If you are asking what the moral of "The Necklace" is it is that appearance rarely equals reality, and pride often blinds one from recognizing that truth.  For example, Mathilda sees her husband as a commoner, someone whom she had to marry but who does not represent her taste for the finer things in life.  Because of her self-absorption and superior attitude, she does not recognize the wonderful qualities in her husband--he is willing to sacrifice his own desires to buy her a dress and even to go to an event that does not especially interest him because he knows that she will enjoy it.

Mathilda is also blind to the fact that the necklace is fake.  She is so enamoured with its glittering appearance and believes that because it belongs to her wealthy friend that it must be priceless.
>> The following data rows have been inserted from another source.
use crate::auth::auth::AuthUser;
use crate::core::settings::{self, SettingsUpdate};
use actix_web::{HttpResponse, Responder, web};
use sqlx::MySqlPool;

/// The resolved workspace settings snapshot (defaults plus overrides)
#[utoipa::path(
    get,
    path = "/api/v1/settings",
    responses(
        (status = 200, description = "Resolved settings", body = crate::core::settings::WorkspaceSettings),
        (status = 401, description = "Unauthorized")
    ),
    security(
        ("bearer_auth" = [])
    ),
    tag = "Settings"
)]
pub async fn get_settings(
    _auth: AuthUser,
    pool: web::Data<MySqlPool>,
) -> actix_web::Result<impl Responder> {
    let snapshot = settings::resolve(pool.get_ref()).await?;

    Ok(HttpResponse::Ok().json(snapshot))
}

/// Upsert the provided settings keys, then return the fresh snapshot (Admin)
#[utoipa::path(
    put,
    path = "/api/v1/settings",
    request_body = SettingsUpdate,
    responses(
        (status = 200, description = "Updated snapshot", body = crate::core::settings::WorkspaceSettings),
        (status = 401, description = "Unauthorized"),
        (status = 403, description = "Forbidden")
    ),
    security(
        ("bearer_auth" = [])
    ),
    tag = "Settings"
)]
pub async fn update_settings(
    auth: AuthUser,
    pool: web::Data<MySqlPool>,
    payload: web::Json<SettingsUpdate>,
) -> actix_web::Result<impl Responder> {
    auth.require_admin()?;

    let snapshot = settings::update(pool.get_ref(), &payload, auth.user_id).await?;

    Ok(HttpResponse::Ok().json(snapshot))
}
She sees only the shiny surface of things and people.

Finally, even at the story's end when Mathilda discovers that she and her husband worked all those years for nothing, the first person she thinks of and feels sorry for is herself.  Once again, she fails to realize that the reality is that her loyal husband has done more than most would and has sacrificed just as much if not more than she has.

pohnpei397 eNotes educator| Certified Educator

I am not completely sure what you mean by the "basis" of the story.

However, I think that you are probably asking what the basic facts are.

In this story, Madam Loisel is a woman who is dissatisfied with her place in life.  She feels she deserves all kinds of good things in life, but she does not have enough money to afford all of these good things.

When she is invited to a fancy ball, she feels that she must dress more fancily than she is able to.  So she borrows a necklace from a friend.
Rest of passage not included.